A psychotherapist in New York City, Doneley Meris’ mother was a nurse and he was exposed to death and dying from a very young age. “I love what I do,” he tells Dr. Heidi Horsley during the Association for Death Education and Counseling 2015 conference. Working in the field of death and grieving for 34 years, Meris has a private practice in Tribeca and runs the HIV Arts Network which serves people living with HIV/AIDs, providing support group services. Dr. Horsley asks Meris whether, as a Filipino American, there are big cultural differences in how death is approached.
Meris notes that both family and religion play key roles in the Filipino culture. He’s honored to work with persons of color (POC), and says that even though he’s no longer a practicing Catholic, that background helps him connect with those in the program who do practice religion.
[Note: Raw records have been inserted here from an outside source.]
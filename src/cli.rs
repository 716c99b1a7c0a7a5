//! # CLI Execution Functions
//!
//! Subcommand bodies, kept out of `main.rs` so the entry point stays slim.

use anyhow::{Context, Result};
use prime_calculator::{trial_division, CalculatorConfig, Primality, PrimeCalculator, RunSummary};
use serde::Serialize;
use std::sync::Arc;
use std::thread;
use std::time::{Duration, Instant};
use tracing::info;

use super::{Cli, Commands, OutputFormat};

const WATCH_INTERVAL: Duration = Duration::from_millis(50);

#[derive(Serialize)]
struct RunOutput<'a> {
    summary: &'a RunSummary,
    #[serde(skip_serializing_if = "Option::is_none")]
    primes: Option<Vec<u64>>,
}

/// Run the calculator in the background and stop it from this thread once a
/// limit is reached or a shutdown signal arrives.
pub fn run_calculation(cli: &Cli) -> Result<()> {
    let Commands::Run {
        max_primes,
        max_candidate,
        duration_secs,
        report_interval_secs,
        separator,
        print_primes,
        format,
    } = &cli.command
    else {
        unreachable!()
    };

    let config = CalculatorConfig {
        max_primes: *max_primes,
        max_candidate: *max_candidate,
        report_interval: Some(Duration::from_secs(*report_interval_secs)),
    };
    info!(
        max_primes = ?config.max_primes,
        max_candidate = ?config.max_candidate,
        duration_secs = ?duration_secs,
        "prime-calculator starting"
    );

    let calculator = PrimeCalculator::with_config(config);
    install_shutdown_handler(Arc::clone(&calculator))?;
    let handle = calculator
        .start()
        .context("failed to start calculation")?;

    let deadline = duration_secs.map(|secs| Instant::now() + Duration::from_secs(secs));
    while !handle.is_finished() {
        if deadline.is_some_and(|d| Instant::now() >= d) {
            info!("duration limit reached");
            break;
        }
        thread::sleep(WATCH_INTERVAL);
    }
    let summary = handle.stop_and_join().context("calculation failed")?;

    match format {
        OutputFormat::Json => {
            let output = RunOutput {
                summary: &summary,
                primes: print_primes.then(|| calculator.primes()),
            };
            println!("{}", serde_json::to_string_pretty(&output)?);
        }
        OutputFormat::Text => {
            if *print_primes {
                println!("{}", calculator.primes_string_with(separator));
            }
            match summary.latest_prime {
                Some(latest) => println!(
                    "Found {} primes (latest {}) in {:.2}s",
                    summary.found, latest, summary.elapsed_secs
                ),
                None => println!("Found no primes in {:.2}s", summary.elapsed_secs),
            }
        }
    }
    Ok(())
}

/// SIGINT/SIGTERM handler: stops the calculator so the watch loop in
/// `run_calculation` sees the thread finish and prints the summary.
///
/// Signal streams are registered on this thread before returning, so a
/// signal delivered after the run starts is never lost to the default action.
fn install_shutdown_handler(calculator: Arc<PrimeCalculator>) -> Result<()> {
    let sig_rt = tokio::runtime::Builder::new_current_thread()
        .enable_all()
        .build()
        .context("signal handler runtime")?;

    #[cfg(unix)]
    let (mut sigint, mut sigterm) = {
        use tokio::signal::unix::{signal, SignalKind};
        let _guard = sig_rt.enter();
        (
            signal(SignalKind::interrupt()).context("SIGINT handler")?,
            signal(SignalKind::terminate()).context("SIGTERM handler")?,
        )
    };

    thread::Builder::new()
        .name("shutdown-signal".to_string())
        .spawn(move || {
            sig_rt.block_on(async {
                #[cfg(unix)]
                {
                    tokio::select! {
                        _ = sigint.recv() => {},
                        _ = sigterm.recv() => {},
                    }
                }
                #[cfg(not(unix))]
                {
                    let _ = tokio::signal::ctrl_c().await;
                }
                info!("shutdown signal received");
                calculator.stop();
            });
        })
        .context("failed to spawn signal handler thread")?;
    Ok(())
}

pub fn run_check(n: u64) -> Result<()> {
    match trial_division(n, || false) {
        Primality::Prime => println!("{} is prime", n),
        Primality::Composite { divisor } => println!(
            "{} is composite (largest proper divisor {})",
            n, divisor
        ),
        Primality::BelowTwo | Primality::Interrupted => println!("{} is not prime", n),
    }
    Ok(())
}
He says that even though today’s perception is that HIV is no longer killing, that’s not true, and a person’s family and religion can play a big role in how they handle death from HIV.
The Importance of Acceptance
“We don’t talk about it as much as we used to,” shares Meris when asked about downplaying the realities of HIV today. “People are still dying” and HIV can lead to being more vulnerable to other diseases, which is no longer being as widely discussed. “There’s a glamorization of the disease since most people living with it can take a pill and be okay,” but that doesn’t mean there aren’t other diseases killing those with HIV.
Community is key, he says. Having a support network when you’re living, or dying, from HIV can make a world of difference and Meris is committed to working with these populations around the country.